Il lui tournait pourtant le dos, mais je me retourna et juste derrière moi se trouvait un miroir dans lequel Louise Champagne courait en sens inverse. Enfin, Raphaël sourit, me tapa dans le dos et m’offrit une bière. J’acceptais à contrecœur en espérant que cela nous permettrait de continuer la discussion.
" -Je me rappelle ton mail maintenant. J’ai bien aimé tout ce que tout as écrit sur nous. Presque la moitié des choses que tu as inventés nous est vraiment arrivé, en fait.

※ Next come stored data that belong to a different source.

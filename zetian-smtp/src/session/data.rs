//! Body reception: DATA dot-stuffed streams and BDAT counted chunks, plus
//! message finalization (trace header, event verdicts, the store call).

use std::sync::atomic::Ordering;

use tokio::io::{AsyncRead, AsyncWrite};
use zetian_common::{
    envelope::BodyType, error::SessionError, internal, session::SessionInfo, status::Status,
};
use zetian_store::ReceivedMessage;

use super::{Flow, Session, TransferMode, fatal};
use crate::{
    error::ConnectionError,
    events::{MessageVerdict, ServerEvent},
    reply::Reply,
    state::State,
};

impl<Stream: AsyncRead + AsyncWrite + Unpin + Send + Sync> Session<Stream> {
    /// DATA: `354`, then read until `<CRLF>.<CRLF>` under the data timer.
    pub(super) async fn handle_data(&mut self) -> Result<Flow, SessionError> {
        let Some(transaction) = self.transaction.as_ref() else {
            self.reply(Reply::new(
                Status::InvalidCommandSequence,
                "No transaction in progress",
            ));
            return Ok(Flow::Continue);
        };

        if transaction.mode() == Some(TransferMode::Chunked) {
            self.reply(Reply::new(
                Status::InvalidCommandSequence,
                "BDAT transaction in progress",
            ));
            return Ok(Flow::Continue);
        }

        // RFC 3030 section 3: binary messages have no line structure for
        // dot-stuffing to work with
        if transaction.envelope().body_type() == BodyType::BinaryMime {
            self.reply(Reply::new(
                Status::InvalidCommandSequence,
                "BINARYMIME requires BDAT",
            ));
            return Ok(Flow::Continue);
        }

        if let Some(transaction) = self.transaction.as_mut() {
            transaction.set_mode(TransferMode::Data);
        }

        self.reply(Reply::new(
            Status::StartMailInput,
            "Start mail input; end with <CRLF>.<CRLF>",
        ));
        self.connection.flush().await.map_err(fatal)?;

        self.hooks.events.emit(&ServerEvent::DataTransferStarted {
            session_id: self.info.id,
        });

        let body = match tokio::time::timeout(
            self.data_timeout(),
            self.connection.read_data(self.config.max_message_size),
        )
        .await
        {
            Err(_) => {
                self.hangup(Status::Unavailable, "Timeout during message transfer")
                    .await;
                return Err(SessionError::Timeout(self.config.timeouts.data_secs));
            }
            Ok(Err(ConnectionError::Closed)) => {
                // End of stream before the terminator; nobody is left to
                // read a 451
                self.transaction = None;
                return Err(SessionError::Protocol(
                    "Connection closed during DATA".to_string(),
                ));
            }
            Ok(Err(ConnectionError::Io(err))) => return Err(SessionError::Connection(err)),
            Ok(Err(other)) => return Err(SessionError::Protocol(other.to_string())),
            Ok(Ok(body)) => body,
        };

        if body.oversized {
            self.transaction = None;
            self.state = State::Greeted;
            self.reply(Reply::new(
                Status::ExceededStorage,
                "5.3.4 Message size exceeds limit",
            ));
            return Ok(Flow::Continue);
        }

        let payload = unstuff(&body.bytes);
        self.finalize(payload).await;
        Ok(Flow::Continue)
    }

    /// BDAT: read exactly `size` bytes, then either acknowledge the chunk
    /// or, on LAST, finalize the message.
    pub(super) async fn handle_bdat(&mut self, size: usize, last: bool) -> Result<Flow, SessionError> {
        if !self.config.chunking {
            self.reply(Reply::new(Status::NotImplemented, "Command not implemented"));
            return Ok(Flow::Continue);
        }

        let Some(transaction) = self.transaction.as_ref() else {
            self.reply(Reply::new(
                Status::InvalidCommandSequence,
                "No transaction in progress",
            ));
            return Ok(Flow::Continue);
        };

        if transaction.mode() == Some(TransferMode::Data) {
            self.reply(Reply::new(
                Status::InvalidCommandSequence,
                "DATA transaction in progress",
            ));
            return Ok(Flow::Continue);
        }

        let first_chunk = transaction.mode().is_none();
        if let Some(transaction) = self.transaction.as_mut() {
            transaction.set_mode(TransferMode::Chunked);
        }
        if first_chunk {
            self.hooks.events.emit(&ServerEvent::DataTransferStarted {
                session_id: self.info.id,
            });
        }

        // The declared octets follow no matter what we think of them;
        // consume them to keep the command stream framed
        let chunk = match tokio::time::timeout(
            self.data_timeout(),
            self.connection.read_exact_chunk(size),
        )
        .await
        {
            Err(_) => {
                self.hangup(Status::Unavailable, "Timeout during chunk transfer")
                    .await;
                return Err(SessionError::Timeout(self.config.timeouts.data_secs));
            }
            Ok(Err(ConnectionError::Closed)) => {
                self.transaction = None;
                return Err(SessionError::Protocol(
                    "Connection closed during BDAT".to_string(),
                ));
            }
            Ok(Err(ConnectionError::Io(err))) => return Err(SessionError::Connection(err)),
            Ok(Err(other)) => return Err(SessionError::Protocol(other.to_string())),
            Ok(Ok(chunk)) => chunk,
        };

        let max = self.config.max_message_size;
        let Some(transaction) = self.transaction.as_mut() else {
            self.reply(Reply::new(
                Status::InvalidCommandSequence,
                "No transaction in progress",
            ));
            return Ok(Flow::Continue);
        };

        if !transaction.is_discarding()
            && max > 0
            && transaction.buffered_len().saturating_add(chunk.len()) > max
        {
            // Keep consuming chunks so framing survives, but the message
            // itself is lost
            transaction.start_discarding();
        }
        transaction.append_chunk(&chunk);

        if transaction.is_discarding() {
            if last {
                self.transaction = None;
                self.state = State::Greeted;
            }
            self.reply(Reply::new(
                Status::ExceededStorage,
                "5.3.4 Message size exceeds limit",
            ));
            return Ok(Flow::Continue);
        }

        if last {
            let payload = transaction.take_buffer();
            self.finalize(payload).await;
        } else {
            self.reply(Reply::new(
                Status::Ok,
                format!("Chunk accepted, {} octets", chunk.len()),
            ));
        }

        Ok(Flow::Continue)
    }

    /// Shared tail of DATA and BDAT-LAST: stamp the trace header, let the
    /// subscribers vote, hand the message to the store and map the result
    /// onto the final reply. The transaction ends here no matter what.
    pub(super) async fn finalize(&mut self, payload: Vec<u8>) {
        let Some(transaction) = self.transaction.take() else {
            return self.reply(Reply::new(
                Status::InvalidCommandSequence,
                "No transaction in progress",
            ));
        };
        self.state = State::Greeted;

        let queue_id = format!("{:08X}", self.queue.fetch_add(1, Ordering::Relaxed));

        let mut data = received_header(&self.info, &self.config.server_name, &queue_id);
        data.extend_from_slice(&payload);
        let bytes = data.len();

        let message = ReceivedMessage::new(
            queue_id.clone(),
            self.info.id,
            transaction.into_envelope(),
            data.into(),
        );

        self.hooks.events.emit(&ServerEvent::DataTransferCompleted {
            session_id: self.info.id,
            bytes,
        });

        // Subscribers get the first word; the first rejection wins
        if let MessageVerdict::Reject { code, text } =
            self.hooks.events.message_verdict(&self.info, &message)
        {
            return self.reply(Reply::new(Status::from(code), text));
        }

        match self.hooks.store.save(&self.info, &message).await {
            Ok(()) => {
                internal!(level = INFO, "Message {queue_id} accepted ({bytes} bytes)");
                self.messages += 1;
                self.reply(Reply::new(
                    Status::Ok,
                    format!("2.6.0 Message accepted, queued as {queue_id}"),
                ));
            }
            Err(err) => {
                internal!(level = ERROR, "Store refused message {queue_id}: {err}");
                self.hooks.events.emit(&ServerEvent::ErrorOccurred {
                    session_id: Some(self.info.id),
                    error: err.to_string(),
                });

                let (status, fallback) = if err.is_transient() {
                    (Status::ActionAborted, "Temporary failure, try again later")
                } else {
                    (Status::TransactionFailed, "Message rejected")
                };
                let text = if self.config.detailed_errors {
                    err.to_string()
                } else {
                    fallback.to_string()
                };
                self.reply(Reply::new(status, text));
            }
        }
    }
}

/// Strip the leading dot from dot-stuffed lines (RFC 5321 section
/// 4.5.2). The terminator line itself never reaches this function.
pub(crate) fn unstuff(body: &[u8]) -> Vec<u8> {
    let mut out = Vec::with_capacity(body.len());
    let mut start_of_line = true;

    for &byte in body {
        if start_of_line && byte == b'.' {
            start_of_line = false;
            continue;
        }
        out.push(byte);
        start_of_line = byte == b'\n';
    }

    out
}

/// The RFC 5321 trace header prepended to every stored message. Bytes
/// after this header are exactly what the client transmitted.
pub(crate) fn received_header(info: &SessionInfo, server_name: &str, queue_id: &str) -> Vec<u8> {
    format!(
        "Received: from {from} ({peer})\r\n\tby {server_name} with {protocol} id {queue_id};\r\n\t{date}\r\n",
        from = info.greeting.domain().unwrap_or("unknown"),
        peer = info.peer.ip(),
        protocol = info.protocol(),
        date = chrono::Utc::now().to_rfc2822(),
    )
    .into_bytes()
}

-C’est pour ça que je voudrai écrire ton autobiographie
-Je ne sais pas. Comment as-tu trouvé le concert de ce soir ?
-Formidable. Mais tellement différent par rapport aux autres fois. En quelques jours, vous avez plus changé qu’en plusieurs mois
-En fait ce n’est pas vraiment exact. Nous jouons beaucoup de concerts. Presque chaque soir, partout. Nous essayons de varier notre style selon les humeurs et les endroits.
-En vous voyant en acoustique, je n’aurai jamais cru que vous pourriez déchaîner autant les foules. Et je n’aurai jamais cru que je pourrai y prendre plaisir. C’est comme le jour et la nuit, les deux versions du groupe. Et ton changement de look.
-Oui, mes cheveux. Je ne les avais plus coupés depuis notre premier concert.
-Qu’est-ce que tu préfère : les concerts électriques ou acoustiques ?
-J’en sais rien. Tu l’as dit toi-même, c’est le jour et la nuit. Ça veut dire qu’il y a un tas de points communs, c’est vivre et respirer de la même façon, mais l’acoustique est si facile, comme un rêve, c’est beau et magique, alors que l’électricité c’est se battre pour vivre, la sueur, la rapidité, le public qui est face à toi, contre toi. Et les concerts comme celui-ci, c’est ce qui rapporte le plus, surtout hors des salles habituelles. Tout l’argent du ticket d’entrée se partage entre les groupes. "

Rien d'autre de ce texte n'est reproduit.